┌──

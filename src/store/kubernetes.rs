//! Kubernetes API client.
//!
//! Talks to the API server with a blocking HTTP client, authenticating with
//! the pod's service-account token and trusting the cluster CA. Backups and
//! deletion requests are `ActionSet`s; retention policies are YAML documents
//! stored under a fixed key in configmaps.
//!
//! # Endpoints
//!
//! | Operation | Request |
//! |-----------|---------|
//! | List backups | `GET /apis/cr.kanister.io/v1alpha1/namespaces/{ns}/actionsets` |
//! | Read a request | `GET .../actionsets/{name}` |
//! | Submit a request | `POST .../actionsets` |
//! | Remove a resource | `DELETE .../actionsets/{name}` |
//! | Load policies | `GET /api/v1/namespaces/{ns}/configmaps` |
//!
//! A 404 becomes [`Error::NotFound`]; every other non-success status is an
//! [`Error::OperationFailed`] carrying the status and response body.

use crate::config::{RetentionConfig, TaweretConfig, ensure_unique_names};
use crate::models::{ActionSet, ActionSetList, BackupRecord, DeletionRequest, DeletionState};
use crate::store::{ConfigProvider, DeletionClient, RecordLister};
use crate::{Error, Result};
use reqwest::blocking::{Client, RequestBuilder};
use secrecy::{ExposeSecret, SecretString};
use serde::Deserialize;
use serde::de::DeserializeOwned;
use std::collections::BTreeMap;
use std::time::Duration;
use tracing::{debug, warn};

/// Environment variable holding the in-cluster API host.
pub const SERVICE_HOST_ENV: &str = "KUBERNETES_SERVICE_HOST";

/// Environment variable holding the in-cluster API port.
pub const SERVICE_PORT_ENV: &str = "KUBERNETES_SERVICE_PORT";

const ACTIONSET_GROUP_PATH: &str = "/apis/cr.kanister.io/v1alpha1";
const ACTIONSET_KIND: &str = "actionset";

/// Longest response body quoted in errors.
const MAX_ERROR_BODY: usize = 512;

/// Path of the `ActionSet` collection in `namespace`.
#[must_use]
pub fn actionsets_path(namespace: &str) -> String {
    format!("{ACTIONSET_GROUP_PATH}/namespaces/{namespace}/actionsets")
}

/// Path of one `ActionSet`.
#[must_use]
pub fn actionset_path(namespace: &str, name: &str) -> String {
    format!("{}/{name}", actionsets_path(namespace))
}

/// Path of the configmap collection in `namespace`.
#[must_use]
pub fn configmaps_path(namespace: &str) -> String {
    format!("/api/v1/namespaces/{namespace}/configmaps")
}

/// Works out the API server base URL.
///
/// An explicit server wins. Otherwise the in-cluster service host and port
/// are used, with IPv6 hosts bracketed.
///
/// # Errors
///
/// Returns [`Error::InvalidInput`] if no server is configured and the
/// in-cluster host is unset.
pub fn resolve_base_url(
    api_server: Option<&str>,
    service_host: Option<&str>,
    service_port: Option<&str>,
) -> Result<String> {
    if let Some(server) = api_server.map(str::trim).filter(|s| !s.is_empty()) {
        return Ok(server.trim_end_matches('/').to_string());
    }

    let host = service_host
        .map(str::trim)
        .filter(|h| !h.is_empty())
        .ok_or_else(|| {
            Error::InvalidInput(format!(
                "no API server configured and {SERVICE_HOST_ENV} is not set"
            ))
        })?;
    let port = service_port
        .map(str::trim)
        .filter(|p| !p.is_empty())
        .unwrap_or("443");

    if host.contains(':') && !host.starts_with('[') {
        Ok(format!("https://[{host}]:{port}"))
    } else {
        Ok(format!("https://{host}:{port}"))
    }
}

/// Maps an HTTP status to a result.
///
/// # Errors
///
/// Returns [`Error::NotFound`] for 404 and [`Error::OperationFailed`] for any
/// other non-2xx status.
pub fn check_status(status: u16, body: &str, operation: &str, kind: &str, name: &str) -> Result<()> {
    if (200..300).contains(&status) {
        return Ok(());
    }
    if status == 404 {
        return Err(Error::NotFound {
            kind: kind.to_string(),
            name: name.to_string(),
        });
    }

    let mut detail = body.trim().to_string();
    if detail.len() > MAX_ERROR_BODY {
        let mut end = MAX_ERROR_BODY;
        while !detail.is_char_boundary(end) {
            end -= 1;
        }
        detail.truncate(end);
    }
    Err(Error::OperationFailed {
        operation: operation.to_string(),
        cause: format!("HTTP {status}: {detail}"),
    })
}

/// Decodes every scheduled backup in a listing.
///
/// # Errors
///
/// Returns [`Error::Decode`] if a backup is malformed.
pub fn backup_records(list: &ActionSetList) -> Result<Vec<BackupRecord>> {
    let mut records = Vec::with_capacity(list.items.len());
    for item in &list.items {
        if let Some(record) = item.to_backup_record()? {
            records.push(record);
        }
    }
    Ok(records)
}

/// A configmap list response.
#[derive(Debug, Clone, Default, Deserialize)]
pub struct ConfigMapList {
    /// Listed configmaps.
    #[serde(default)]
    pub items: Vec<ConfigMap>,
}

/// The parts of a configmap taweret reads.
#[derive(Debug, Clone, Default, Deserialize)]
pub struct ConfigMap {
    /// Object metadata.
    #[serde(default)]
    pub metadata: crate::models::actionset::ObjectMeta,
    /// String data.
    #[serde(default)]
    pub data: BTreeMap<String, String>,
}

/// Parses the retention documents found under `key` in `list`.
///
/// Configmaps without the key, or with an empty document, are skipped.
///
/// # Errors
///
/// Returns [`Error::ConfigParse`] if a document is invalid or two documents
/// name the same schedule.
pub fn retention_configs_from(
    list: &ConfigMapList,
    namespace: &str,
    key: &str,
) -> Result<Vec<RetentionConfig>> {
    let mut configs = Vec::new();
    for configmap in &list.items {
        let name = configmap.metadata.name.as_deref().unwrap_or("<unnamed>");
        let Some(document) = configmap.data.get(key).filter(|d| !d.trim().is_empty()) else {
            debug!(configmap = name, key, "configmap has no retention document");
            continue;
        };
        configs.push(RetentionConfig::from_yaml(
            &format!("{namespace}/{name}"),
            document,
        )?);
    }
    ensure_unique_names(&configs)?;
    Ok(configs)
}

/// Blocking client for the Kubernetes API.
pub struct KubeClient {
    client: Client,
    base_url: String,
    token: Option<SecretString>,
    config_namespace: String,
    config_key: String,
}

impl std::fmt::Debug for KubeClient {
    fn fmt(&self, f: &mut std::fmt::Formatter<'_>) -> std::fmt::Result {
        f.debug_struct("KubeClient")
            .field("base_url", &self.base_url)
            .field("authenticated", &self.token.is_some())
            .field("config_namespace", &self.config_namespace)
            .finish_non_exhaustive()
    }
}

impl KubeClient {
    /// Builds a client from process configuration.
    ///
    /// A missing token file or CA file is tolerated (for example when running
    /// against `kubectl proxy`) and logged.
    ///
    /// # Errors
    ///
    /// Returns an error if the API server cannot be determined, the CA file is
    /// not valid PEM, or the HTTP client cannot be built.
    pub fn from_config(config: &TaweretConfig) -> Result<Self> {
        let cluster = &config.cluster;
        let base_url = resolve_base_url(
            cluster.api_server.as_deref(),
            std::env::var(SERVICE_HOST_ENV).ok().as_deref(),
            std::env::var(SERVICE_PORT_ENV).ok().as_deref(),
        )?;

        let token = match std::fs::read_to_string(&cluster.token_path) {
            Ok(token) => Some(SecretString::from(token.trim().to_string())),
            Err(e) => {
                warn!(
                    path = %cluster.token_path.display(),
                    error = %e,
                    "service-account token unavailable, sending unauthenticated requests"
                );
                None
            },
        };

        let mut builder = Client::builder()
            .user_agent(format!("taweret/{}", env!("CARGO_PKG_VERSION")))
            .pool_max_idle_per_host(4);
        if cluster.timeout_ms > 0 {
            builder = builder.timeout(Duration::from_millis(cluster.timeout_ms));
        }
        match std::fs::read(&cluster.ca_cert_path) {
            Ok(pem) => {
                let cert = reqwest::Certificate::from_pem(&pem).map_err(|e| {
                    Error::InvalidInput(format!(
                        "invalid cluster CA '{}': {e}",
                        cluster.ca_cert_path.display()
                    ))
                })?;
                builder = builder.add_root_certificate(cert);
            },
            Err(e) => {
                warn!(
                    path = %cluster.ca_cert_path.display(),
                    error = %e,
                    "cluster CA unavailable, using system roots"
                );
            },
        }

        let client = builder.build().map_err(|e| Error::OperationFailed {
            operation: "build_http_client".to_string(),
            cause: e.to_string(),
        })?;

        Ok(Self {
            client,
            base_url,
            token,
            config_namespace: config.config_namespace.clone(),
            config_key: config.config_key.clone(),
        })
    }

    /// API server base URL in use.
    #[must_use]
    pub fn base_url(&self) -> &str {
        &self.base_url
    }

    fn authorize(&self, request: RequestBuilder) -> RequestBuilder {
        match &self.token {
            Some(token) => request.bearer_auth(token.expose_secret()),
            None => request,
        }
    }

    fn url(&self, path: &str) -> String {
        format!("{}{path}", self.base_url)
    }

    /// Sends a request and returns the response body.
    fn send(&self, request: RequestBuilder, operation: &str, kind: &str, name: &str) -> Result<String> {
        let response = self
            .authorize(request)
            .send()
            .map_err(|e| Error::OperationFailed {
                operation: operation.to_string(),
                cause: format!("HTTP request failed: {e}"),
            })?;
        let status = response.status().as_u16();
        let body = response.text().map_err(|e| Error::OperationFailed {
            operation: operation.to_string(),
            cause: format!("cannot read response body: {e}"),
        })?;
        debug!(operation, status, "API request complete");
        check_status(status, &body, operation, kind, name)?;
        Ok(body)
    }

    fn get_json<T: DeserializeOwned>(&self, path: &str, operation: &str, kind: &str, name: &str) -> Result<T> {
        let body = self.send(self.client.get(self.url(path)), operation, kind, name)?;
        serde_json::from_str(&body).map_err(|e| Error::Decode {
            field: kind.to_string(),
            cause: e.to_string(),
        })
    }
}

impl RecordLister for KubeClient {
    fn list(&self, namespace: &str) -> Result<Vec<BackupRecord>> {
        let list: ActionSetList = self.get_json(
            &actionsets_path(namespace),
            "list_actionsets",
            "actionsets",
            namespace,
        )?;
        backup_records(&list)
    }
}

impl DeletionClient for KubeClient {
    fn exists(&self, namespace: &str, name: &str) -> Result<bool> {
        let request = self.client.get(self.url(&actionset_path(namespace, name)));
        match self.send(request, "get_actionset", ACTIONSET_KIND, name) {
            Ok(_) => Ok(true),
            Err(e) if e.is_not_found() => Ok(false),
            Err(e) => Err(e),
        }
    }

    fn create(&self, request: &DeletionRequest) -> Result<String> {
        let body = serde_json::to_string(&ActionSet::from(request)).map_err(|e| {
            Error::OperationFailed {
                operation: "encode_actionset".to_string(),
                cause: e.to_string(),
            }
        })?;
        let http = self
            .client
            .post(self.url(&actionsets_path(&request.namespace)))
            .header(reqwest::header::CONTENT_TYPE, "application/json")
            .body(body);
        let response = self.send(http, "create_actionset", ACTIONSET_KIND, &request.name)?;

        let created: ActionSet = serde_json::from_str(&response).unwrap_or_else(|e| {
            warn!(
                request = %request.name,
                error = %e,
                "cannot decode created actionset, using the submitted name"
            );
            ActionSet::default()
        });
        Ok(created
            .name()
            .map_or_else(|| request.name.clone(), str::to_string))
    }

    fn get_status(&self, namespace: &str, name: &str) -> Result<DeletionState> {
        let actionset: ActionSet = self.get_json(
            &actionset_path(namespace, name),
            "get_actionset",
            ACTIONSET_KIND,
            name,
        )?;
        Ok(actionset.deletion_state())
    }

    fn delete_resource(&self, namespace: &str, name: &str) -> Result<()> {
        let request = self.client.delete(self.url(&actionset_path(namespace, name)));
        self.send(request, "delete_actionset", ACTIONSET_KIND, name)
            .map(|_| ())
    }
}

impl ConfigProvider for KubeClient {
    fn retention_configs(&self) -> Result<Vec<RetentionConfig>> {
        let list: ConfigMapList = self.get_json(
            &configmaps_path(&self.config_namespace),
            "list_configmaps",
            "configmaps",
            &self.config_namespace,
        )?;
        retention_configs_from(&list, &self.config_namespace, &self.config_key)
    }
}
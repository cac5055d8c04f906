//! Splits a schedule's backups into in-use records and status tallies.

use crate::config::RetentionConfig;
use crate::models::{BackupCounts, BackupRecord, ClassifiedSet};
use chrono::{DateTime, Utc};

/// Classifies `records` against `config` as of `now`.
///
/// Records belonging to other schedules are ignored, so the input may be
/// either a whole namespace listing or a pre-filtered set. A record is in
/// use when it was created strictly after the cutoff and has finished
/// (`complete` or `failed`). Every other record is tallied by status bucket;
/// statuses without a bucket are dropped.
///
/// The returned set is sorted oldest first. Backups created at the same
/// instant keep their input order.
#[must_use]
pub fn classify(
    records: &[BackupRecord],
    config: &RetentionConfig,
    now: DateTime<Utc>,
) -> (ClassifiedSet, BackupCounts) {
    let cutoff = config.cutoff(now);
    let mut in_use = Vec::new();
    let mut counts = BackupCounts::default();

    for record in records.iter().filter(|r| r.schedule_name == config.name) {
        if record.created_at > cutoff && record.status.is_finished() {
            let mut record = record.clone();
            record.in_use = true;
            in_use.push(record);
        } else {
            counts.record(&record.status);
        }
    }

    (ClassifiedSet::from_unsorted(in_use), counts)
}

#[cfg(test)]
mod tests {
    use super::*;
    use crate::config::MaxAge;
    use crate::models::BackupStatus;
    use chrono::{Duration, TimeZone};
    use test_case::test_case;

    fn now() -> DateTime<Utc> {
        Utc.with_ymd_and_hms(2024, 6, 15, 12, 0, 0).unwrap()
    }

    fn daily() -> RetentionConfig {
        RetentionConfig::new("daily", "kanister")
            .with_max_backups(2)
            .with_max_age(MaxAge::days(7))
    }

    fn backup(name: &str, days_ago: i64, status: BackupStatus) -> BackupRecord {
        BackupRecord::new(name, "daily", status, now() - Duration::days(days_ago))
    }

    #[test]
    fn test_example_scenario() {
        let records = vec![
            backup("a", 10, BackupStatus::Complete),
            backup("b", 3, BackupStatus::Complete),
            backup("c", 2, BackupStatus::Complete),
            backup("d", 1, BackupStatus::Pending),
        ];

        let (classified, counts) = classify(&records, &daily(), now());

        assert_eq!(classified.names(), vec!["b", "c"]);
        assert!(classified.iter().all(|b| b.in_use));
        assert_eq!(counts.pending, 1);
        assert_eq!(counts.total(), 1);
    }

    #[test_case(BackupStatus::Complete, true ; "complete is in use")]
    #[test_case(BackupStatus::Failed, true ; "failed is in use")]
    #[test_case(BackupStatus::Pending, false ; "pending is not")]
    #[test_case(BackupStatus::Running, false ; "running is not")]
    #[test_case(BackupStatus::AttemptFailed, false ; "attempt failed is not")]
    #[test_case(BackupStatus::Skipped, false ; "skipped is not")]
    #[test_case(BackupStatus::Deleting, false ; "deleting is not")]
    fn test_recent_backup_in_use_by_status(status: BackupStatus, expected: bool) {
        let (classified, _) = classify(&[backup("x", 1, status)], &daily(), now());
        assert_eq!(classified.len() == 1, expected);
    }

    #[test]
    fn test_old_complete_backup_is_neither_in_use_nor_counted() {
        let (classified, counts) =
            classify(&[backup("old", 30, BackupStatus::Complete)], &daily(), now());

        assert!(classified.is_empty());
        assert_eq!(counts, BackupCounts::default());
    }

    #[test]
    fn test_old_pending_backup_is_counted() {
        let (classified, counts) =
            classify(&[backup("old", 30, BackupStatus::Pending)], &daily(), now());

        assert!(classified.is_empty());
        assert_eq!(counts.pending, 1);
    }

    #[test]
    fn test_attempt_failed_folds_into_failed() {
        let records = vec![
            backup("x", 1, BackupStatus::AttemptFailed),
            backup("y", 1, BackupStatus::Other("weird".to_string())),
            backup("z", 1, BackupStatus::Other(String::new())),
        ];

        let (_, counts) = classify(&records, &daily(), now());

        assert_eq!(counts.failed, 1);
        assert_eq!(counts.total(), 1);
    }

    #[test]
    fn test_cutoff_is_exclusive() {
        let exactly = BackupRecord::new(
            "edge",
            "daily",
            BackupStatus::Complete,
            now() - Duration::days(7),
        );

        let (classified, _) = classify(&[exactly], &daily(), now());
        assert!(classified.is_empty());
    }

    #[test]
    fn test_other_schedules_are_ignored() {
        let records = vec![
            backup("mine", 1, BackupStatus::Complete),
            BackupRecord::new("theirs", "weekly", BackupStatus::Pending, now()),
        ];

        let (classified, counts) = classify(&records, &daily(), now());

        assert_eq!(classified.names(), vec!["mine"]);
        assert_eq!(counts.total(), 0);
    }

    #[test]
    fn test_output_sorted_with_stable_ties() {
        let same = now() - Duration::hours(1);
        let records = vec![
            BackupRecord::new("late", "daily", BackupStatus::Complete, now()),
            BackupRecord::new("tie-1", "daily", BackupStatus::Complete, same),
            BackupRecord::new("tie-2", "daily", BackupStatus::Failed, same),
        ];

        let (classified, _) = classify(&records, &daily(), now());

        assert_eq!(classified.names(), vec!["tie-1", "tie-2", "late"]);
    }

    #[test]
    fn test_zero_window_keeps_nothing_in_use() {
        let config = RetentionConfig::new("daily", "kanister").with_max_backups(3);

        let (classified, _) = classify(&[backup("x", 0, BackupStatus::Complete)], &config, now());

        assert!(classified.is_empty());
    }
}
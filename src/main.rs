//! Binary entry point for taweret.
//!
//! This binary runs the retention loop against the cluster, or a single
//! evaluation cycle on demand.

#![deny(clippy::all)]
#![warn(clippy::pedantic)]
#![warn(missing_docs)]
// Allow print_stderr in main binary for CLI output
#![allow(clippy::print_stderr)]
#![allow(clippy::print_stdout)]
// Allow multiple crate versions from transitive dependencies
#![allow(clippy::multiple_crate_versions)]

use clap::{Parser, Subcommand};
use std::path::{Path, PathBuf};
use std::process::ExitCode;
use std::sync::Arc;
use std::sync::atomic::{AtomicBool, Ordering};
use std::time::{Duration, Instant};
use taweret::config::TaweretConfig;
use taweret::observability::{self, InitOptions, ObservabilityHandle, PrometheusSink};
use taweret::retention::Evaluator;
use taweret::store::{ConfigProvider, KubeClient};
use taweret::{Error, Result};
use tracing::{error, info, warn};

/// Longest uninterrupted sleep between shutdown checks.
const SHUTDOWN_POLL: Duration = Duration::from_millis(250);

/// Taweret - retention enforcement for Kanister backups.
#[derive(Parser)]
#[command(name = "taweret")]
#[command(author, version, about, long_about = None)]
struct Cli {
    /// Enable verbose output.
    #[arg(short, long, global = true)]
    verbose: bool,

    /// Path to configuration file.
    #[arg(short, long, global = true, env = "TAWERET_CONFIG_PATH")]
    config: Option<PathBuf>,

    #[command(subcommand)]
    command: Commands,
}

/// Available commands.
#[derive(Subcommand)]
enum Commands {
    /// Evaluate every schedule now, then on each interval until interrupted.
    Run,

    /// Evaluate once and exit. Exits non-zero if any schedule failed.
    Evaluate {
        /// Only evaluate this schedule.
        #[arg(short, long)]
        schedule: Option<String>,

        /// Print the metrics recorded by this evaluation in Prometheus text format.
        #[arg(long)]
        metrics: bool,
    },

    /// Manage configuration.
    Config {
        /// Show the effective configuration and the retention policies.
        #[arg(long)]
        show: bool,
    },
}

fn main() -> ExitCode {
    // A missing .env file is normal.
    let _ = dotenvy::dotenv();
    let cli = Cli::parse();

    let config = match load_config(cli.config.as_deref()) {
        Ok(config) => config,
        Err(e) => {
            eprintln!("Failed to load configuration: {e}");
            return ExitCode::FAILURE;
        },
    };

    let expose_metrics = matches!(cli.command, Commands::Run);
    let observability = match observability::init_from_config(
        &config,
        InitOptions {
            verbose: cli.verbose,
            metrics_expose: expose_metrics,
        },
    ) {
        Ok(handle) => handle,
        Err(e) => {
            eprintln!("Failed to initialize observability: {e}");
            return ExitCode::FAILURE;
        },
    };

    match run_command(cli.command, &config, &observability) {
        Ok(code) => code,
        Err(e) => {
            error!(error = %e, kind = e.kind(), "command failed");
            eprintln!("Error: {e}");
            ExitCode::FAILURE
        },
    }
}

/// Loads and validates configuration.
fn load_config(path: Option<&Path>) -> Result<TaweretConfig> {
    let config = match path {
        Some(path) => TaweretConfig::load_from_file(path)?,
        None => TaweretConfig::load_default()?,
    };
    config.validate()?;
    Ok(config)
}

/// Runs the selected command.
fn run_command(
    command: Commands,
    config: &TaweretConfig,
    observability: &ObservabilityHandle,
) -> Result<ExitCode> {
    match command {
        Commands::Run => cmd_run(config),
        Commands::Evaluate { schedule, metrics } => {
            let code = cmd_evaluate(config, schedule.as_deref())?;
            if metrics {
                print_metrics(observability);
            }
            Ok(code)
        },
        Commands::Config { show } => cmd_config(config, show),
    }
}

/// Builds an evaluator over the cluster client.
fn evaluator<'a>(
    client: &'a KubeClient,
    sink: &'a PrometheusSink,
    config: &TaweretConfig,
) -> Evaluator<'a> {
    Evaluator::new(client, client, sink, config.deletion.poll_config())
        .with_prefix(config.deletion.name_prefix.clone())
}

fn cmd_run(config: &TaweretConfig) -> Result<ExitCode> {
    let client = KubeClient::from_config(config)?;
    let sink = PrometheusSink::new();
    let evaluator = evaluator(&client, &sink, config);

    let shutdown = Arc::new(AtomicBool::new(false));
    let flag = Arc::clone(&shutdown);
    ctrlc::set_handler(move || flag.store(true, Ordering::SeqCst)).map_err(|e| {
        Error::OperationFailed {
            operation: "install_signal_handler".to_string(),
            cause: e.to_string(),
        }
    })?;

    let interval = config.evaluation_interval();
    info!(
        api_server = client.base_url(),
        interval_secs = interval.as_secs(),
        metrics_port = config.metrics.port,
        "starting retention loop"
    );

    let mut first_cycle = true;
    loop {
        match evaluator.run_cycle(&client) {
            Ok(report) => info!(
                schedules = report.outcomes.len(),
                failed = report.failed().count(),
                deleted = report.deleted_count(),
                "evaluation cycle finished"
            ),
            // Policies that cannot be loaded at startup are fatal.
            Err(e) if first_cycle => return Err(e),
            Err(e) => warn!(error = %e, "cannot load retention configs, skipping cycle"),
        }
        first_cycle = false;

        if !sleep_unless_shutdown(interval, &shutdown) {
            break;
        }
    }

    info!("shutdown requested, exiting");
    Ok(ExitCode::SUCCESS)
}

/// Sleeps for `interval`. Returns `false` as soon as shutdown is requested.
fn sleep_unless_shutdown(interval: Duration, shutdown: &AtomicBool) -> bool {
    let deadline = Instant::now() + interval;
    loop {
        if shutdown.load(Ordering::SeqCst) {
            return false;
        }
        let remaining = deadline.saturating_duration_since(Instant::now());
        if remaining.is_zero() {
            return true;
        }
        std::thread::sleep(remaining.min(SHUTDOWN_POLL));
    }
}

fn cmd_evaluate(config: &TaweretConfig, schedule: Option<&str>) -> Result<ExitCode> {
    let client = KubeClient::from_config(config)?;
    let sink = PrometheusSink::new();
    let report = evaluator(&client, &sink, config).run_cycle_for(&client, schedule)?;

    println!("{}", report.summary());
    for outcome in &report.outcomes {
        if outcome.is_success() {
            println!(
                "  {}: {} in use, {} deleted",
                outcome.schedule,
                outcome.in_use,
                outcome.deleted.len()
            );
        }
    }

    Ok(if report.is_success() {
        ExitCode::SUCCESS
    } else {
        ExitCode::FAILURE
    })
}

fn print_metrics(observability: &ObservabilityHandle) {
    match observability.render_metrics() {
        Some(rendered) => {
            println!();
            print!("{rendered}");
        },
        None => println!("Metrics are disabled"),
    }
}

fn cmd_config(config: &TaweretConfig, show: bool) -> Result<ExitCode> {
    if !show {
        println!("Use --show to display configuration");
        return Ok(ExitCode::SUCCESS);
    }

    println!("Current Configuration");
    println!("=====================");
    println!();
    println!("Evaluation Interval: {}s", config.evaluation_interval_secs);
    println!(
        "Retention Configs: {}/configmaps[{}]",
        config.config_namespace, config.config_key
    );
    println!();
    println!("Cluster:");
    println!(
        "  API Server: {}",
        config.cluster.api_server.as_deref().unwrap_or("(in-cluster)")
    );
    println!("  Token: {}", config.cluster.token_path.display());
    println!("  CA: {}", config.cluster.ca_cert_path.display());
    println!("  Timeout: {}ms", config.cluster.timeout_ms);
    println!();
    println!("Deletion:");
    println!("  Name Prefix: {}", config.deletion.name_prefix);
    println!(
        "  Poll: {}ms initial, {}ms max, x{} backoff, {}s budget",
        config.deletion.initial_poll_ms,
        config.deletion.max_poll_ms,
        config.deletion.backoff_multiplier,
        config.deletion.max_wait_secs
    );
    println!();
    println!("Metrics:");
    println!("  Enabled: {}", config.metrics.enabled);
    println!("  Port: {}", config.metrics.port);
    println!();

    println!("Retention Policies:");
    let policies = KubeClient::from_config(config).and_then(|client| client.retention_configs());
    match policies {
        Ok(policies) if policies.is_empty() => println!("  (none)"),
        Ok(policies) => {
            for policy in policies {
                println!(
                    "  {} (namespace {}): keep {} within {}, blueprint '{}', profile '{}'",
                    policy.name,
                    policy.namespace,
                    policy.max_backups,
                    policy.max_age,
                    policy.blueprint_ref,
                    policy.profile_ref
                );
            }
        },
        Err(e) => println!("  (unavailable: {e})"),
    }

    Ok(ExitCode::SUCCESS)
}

└──

[EXERCISE DESCRIPTION]:
Where does the string "variable" appear in the records above? Show every line that holds it.

[WRITTEN RESPONSE]:
/// Environment variable holding the in-cluster API host.
/// Environment variable holding the in-cluster API port.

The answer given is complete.